Podocyte Depletion in Thin GBM and Alport Syndrome

The proximate genetic cause of both Thin GBM and Alport Syndrome (AS) is abnormal α3, 4 and 5 collagen IV chains resulting in abnormal glomerular basement membrane (GBM) structure/function. We previously reported that podocyte detachment rate measured in urine is increased in AS, suggesting that podocyte depletion could play a role in causing progressive loss of kidney function. To test this hypothesis podometric parameters were measured in 26 kidney biopsies from 21 patients aged 2–17 years with a clinic-pathologic diagnosis including both classic Alport Syndrome with thin and thick GBM segments and lamellated lamina densa [n = 15] and Thin GBM cases [n = 6]. Protocol biopsies from deceased donor kidneys were used as age-matched controls. Podocyte depletion was present in AS biopsies prior to detectable histologic abnormalities. No abnormality was detected by light microscopy at <30% podocyte depletion, minor pathologic changes (mesangial expansion and adhesions to Bowman’s capsule) were present at 30–50% podocyte depletion, and FSGS was progressively present above 50% podocyte depletion. eGFR did not change measurably until >70% podocyte depletion.
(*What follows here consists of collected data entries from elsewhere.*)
use crate::ipc::error::{HandlerErr, HandlerResult};
use crate::ipc::helpers::{
    get_optional_str, get_required_name, get_required_str, parse_date, require_assignment,
    require_class, with_conn,
};
use crate::ipc::types::{AppState, Request};
use crate::store;
use rusqlite::Connection;
use serde_json::json;
use uuid::Uuid;

fn assignments_list(
    conn: &Connection,
    params: &serde_json::Value,
) -> HandlerResult<serde_json::Value> {
    let class_id = get_required_str(params, "classId")?;
    require_class(conn, &class_id)?;
    let rows = store::list_assignments(conn, &class_id)
        .map_err(|e| HandlerErr::db("db_query_failed", e))?;
    let assignments: Vec<serde_json::Value> = rows
        .iter()
        .map(|a| {
            json!({
                "id": a.id,
                "title": a.title,
                "dueDate": a.due_date,
                "sortOrder": a.sort_order
            })
        })
        .collect();
    Ok(json!({ "assignments": assignments }))
}

fn assignments_create(
    conn: &Connection,
    params: &serde_json::Value,
) -> HandlerResult<serde_json::Value> {
    let class_id = get_required_str(params, "classId")?;
    let title = get_required_name(params, "title")?;
    let due_date = get_optional_str(params, "dueDate")?
        .map(|d| parse_date(&d, "dueDate"))
        .transpose()?;
    require_class(conn, &class_id)?;

    let next_sort: i64 = conn
        .query_row(
            "SELECT COALESCE(MAX(sort_order) + 1, 0) FROM assignments WHERE class_id = ?",
            [&class_id],
            |r| r.get(0),
        )
        .map_err(|e| HandlerErr::db("db_query_failed", e))?;
    let assignment_id = Uuid::new_v4().to_string();
    conn.execute(
        "INSERT INTO assignments(id, class_id, title, due_date, sort_order) VALUES(?, ?, ?, ?, ?)",
        (&assignment_id, &class_id, &title, &due_date, next_sort),
    )
    .map_err(|e| HandlerErr::db("db_insert_failed", e).with_table("assignments"))?;

    Ok(json!({ "assignmentId": assignment_id, "sortOrder": next_sort }))
}

fn assignments_delete(
    conn: &Connection,
    params: &serde_json::Value,
) -> HandlerResult<serde_json::Value> {
    let class_id = get_required_str(params, "classId")?;
    let assignment_id = get_required_str(params, "assignmentId")?;
    require_assignment(conn, &class_id, &assignment_id)?;

    let tx = conn
        .unchecked_transaction()
        .map_err(|e| HandlerErr::db("db_tx_failed", e))?;
    tx.execute(
        "DELETE FROM assignment_completions WHERE assignment_id = ?",
        [&assignment_id],
    )
    .map_err(|e| HandlerErr::db("db_delete_failed", e).with_table("assignment_completions"))?;
    tx.execute("DELETE FROM assignments WHERE id = ?", [&assignment_id])
        .map_err(|e| HandlerErr::db("db_delete_failed", e).with_table("assignments"))?;
    tx.commit()
        .map_err(|e| HandlerErr::db("db_commit_failed", e))?;
    Ok(json!({ "ok": true }))
}

fn handle_assignments_delete(state: &mut AppState, req: &Request) -> serde_json::Value {
    let resp = with_conn(state, req, assignments_delete);
    // A homework session targeting the deleted assignment has nothing left to record.
    let deleted = req.params.get("assignmentId").and_then(|v| v.as_str());
    if resp.get("ok").and_then(|v| v.as_bool()) == Some(true)
        && state.session.as_ref().is_some_and(|s| {
            s.context.selected_assignment_id.as_deref() == deleted
        })
    {
        state.session = None;
    }
    resp
}

pub fn try_handle(state: &mut AppState, req: &Request) -> Option<serde_json::Value> {
    match req.method.as_str() {
        "assignments.list" => Some(with_conn(state, req, assignments_list)),
        "assignments.create" => Some(with_conn(state, req, assignments_create)),
        "assignments.delete" => Some(handle_assignments_delete(state, req)),
        _ => None,
    }
}
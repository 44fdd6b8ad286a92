#[path = "../src/checkin.rs"]
mod checkin;

use checkin::{
    manual_toggle, reconcile, AttendanceStatus, CheckinContext, Mode, Mutation, Outcome, Roster,
    Student,
};

fn classroom() -> Roster {
    let mut late = Student::new("C3", "Chidi");
    late.attendance
        .insert("2024-01-10".to_string(), AttendanceStatus::Late);
    let mut done = Student::new("D4", "Dana");
    done.completed.insert("HW1".to_string());
    Roster::new(vec![
        Student::new("A1", "Ana"),
        Student::new("B2", "Bruno"),
        late,
        done,
    ])
}

fn ctx(date: &str, assignment: Option<&str>) -> CheckinContext {
    CheckinContext {
        selected_date: date.to_string(),
        selected_assignment_id: assignment.map(|a| a.to_string()),
    }
}

#[test]
fn identifiers_not_on_roster_are_unknown_in_every_mode() {
    let roster = classroom();
    for id in ["Z9", "a1", "A1 ", " A1", "A", "A10", "d4", "🎒"] {
        for mode in [Mode::Attendance, Mode::Homework] {
            let out = reconcile(id, &ctx("2024-01-10", Some("HW1")), &roster, mode)
                .expect("reconcile");
            assert_eq!(
                out,
                Outcome::Unknown {
                    identifier: id.to_string()
                },
                "{} in {:?}",
                id,
                mode
            );
        }
    }
}

#[test]
fn completed_students_are_already_done_for_that_assignment_only() {
    let roster = classroom();
    let out = reconcile("D4", &ctx("2024-01-10", Some("HW1")), &roster, Mode::Homework)
        .expect("reconcile");
    assert_eq!(out.kind(), "already_done");
    assert!(out.mutation().is_none());

    let other = reconcile("D4", &ctx("2024-01-10", Some("HW2")), &roster, Mode::Homework)
        .expect("reconcile");
    assert_eq!(
        other.mutation(),
        Some(&Mutation::Assignment {
            student_id: "D4".to_string(),
            assignment_id: "HW2".to_string(),
            complete: true,
        })
    );
}

#[test]
fn attendance_scans_converge_on_present_for_every_student() {
    let mut roster = classroom();
    let ids: Vec<String> = roster.students().iter().map(|s| s.id.clone()).collect();
    for round in 0..3 {
        for id in &ids {
            let out = reconcile(id, &ctx("2024-01-10", None), &roster, Mode::Attendance)
                .expect("reconcile");
            let mutation = out.mutation().cloned().expect("attendance always records");
            assert!(roster.apply(&mutation), "round {} {}", round, id);
        }
    }
    for s in roster.students() {
        assert_eq!(s.status_on("2024-01-10"), Some(AttendanceStatus::Present));
    }
}

#[test]
fn attendance_scan_ignores_assignment_selection() {
    let roster = classroom();
    let out = reconcile("D4", &ctx("2024-01-10", Some("HW1")), &roster, Mode::Attendance)
        .expect("reconcile");
    assert_eq!(out.mutation().map(|m| m.kind()), Some("attendance"));
}

#[test]
fn manual_toggle_twice_restores_every_pair() {
    let mut roster = classroom();
    let ids: Vec<String> = roster.students().iter().map(|s| s.id.clone()).collect();
    for id in &ids {
        for assignment in ["HW1", "HW2"] {
            let before = roster.lookup(id).expect("student").has_completed(assignment);
            for _ in 0..2 {
                let student = roster.lookup(id).expect("student").clone();
                roster.apply(&manual_toggle(&student, assignment));
            }
            assert_eq!(
                roster.lookup(id).expect("student").has_completed(assignment),
                before
            );
        }
    }
}

#[test]
fn duplicate_ids_resolve_to_first_roster_entry() {
    let roster = Roster::new(vec![Student::new("A1", "Ana"), Student::new("A1", "Other")]);
    let out = reconcile("A1", &ctx("2024-01-10", None), &roster, Mode::Attendance)
        .expect("reconcile");
    match out {
        Outcome::Recorded { display_name, .. } => assert_eq!(display_name, "Ana"),
        other => panic!("unexpected outcome {:?}", other),
    }
}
Low level proteinuria was an early event at about 25% podocyte depletion and increased in proportion to podocyte depletion. These quantitative data parallel those from model systems where podocyte depletion is the causative event. This result supports a hypothesis that in AS podocyte adherence to the GBM is defective resulting in accelerated podocyte detachment causing progressive podocyte depletion leading to FSGS-like pathologic changes and eventual End Stage Kidney Disease. Early intervention to reduce podocyte depletion is projected to prolong kidney survival in AS.